Using the data that follows, give the number of lines where the string "return" occurs, and nothing else.
START Data in this exercise
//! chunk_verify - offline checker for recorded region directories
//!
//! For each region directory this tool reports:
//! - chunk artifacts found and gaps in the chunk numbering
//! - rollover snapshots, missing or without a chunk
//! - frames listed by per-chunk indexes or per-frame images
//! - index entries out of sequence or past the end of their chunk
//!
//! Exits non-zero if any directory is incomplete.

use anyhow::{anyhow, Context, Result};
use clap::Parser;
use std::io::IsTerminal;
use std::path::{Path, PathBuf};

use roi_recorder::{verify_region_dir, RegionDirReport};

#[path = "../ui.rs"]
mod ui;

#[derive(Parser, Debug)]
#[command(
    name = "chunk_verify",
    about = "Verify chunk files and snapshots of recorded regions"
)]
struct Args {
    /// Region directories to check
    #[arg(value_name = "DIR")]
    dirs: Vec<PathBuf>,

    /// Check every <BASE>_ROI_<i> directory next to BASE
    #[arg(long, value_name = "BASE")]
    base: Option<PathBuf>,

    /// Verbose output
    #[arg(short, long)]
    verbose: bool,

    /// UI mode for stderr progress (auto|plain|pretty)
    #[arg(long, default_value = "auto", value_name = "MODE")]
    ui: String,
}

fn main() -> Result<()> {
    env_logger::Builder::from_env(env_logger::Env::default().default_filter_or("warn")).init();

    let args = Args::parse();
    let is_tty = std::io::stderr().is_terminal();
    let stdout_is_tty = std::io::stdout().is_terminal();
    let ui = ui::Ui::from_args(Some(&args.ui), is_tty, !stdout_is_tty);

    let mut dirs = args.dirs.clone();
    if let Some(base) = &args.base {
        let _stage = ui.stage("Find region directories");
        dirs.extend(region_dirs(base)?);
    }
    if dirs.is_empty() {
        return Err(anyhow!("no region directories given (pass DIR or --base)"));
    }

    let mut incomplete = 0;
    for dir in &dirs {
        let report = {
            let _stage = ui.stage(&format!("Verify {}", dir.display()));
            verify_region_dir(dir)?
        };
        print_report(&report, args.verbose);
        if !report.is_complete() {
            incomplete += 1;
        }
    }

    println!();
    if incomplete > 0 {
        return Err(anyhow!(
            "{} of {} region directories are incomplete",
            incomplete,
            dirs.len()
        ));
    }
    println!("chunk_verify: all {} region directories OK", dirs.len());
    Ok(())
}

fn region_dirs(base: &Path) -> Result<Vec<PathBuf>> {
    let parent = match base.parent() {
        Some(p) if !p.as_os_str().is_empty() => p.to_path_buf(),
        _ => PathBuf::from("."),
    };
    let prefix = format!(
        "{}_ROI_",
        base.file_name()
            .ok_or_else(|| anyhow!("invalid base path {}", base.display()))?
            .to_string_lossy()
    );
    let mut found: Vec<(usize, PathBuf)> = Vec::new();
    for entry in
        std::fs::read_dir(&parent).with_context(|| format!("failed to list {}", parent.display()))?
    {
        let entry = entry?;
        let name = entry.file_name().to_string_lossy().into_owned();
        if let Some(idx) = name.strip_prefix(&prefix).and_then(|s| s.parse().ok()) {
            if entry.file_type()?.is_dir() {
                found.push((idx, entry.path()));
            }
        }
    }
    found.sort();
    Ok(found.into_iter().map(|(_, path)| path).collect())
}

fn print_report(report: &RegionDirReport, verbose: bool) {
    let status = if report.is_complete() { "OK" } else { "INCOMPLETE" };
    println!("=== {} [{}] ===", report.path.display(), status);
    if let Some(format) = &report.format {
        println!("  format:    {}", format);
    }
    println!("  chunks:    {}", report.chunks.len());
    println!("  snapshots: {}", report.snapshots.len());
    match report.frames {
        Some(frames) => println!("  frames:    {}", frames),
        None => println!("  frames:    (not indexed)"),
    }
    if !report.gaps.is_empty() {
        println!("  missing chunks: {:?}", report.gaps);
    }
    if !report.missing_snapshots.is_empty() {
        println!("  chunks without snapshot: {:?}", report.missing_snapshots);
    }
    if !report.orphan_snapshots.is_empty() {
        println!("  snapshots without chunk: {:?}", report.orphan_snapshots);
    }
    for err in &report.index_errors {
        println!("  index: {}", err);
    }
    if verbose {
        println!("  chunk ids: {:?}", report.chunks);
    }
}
END Data in this exercise
> **Expected output**
2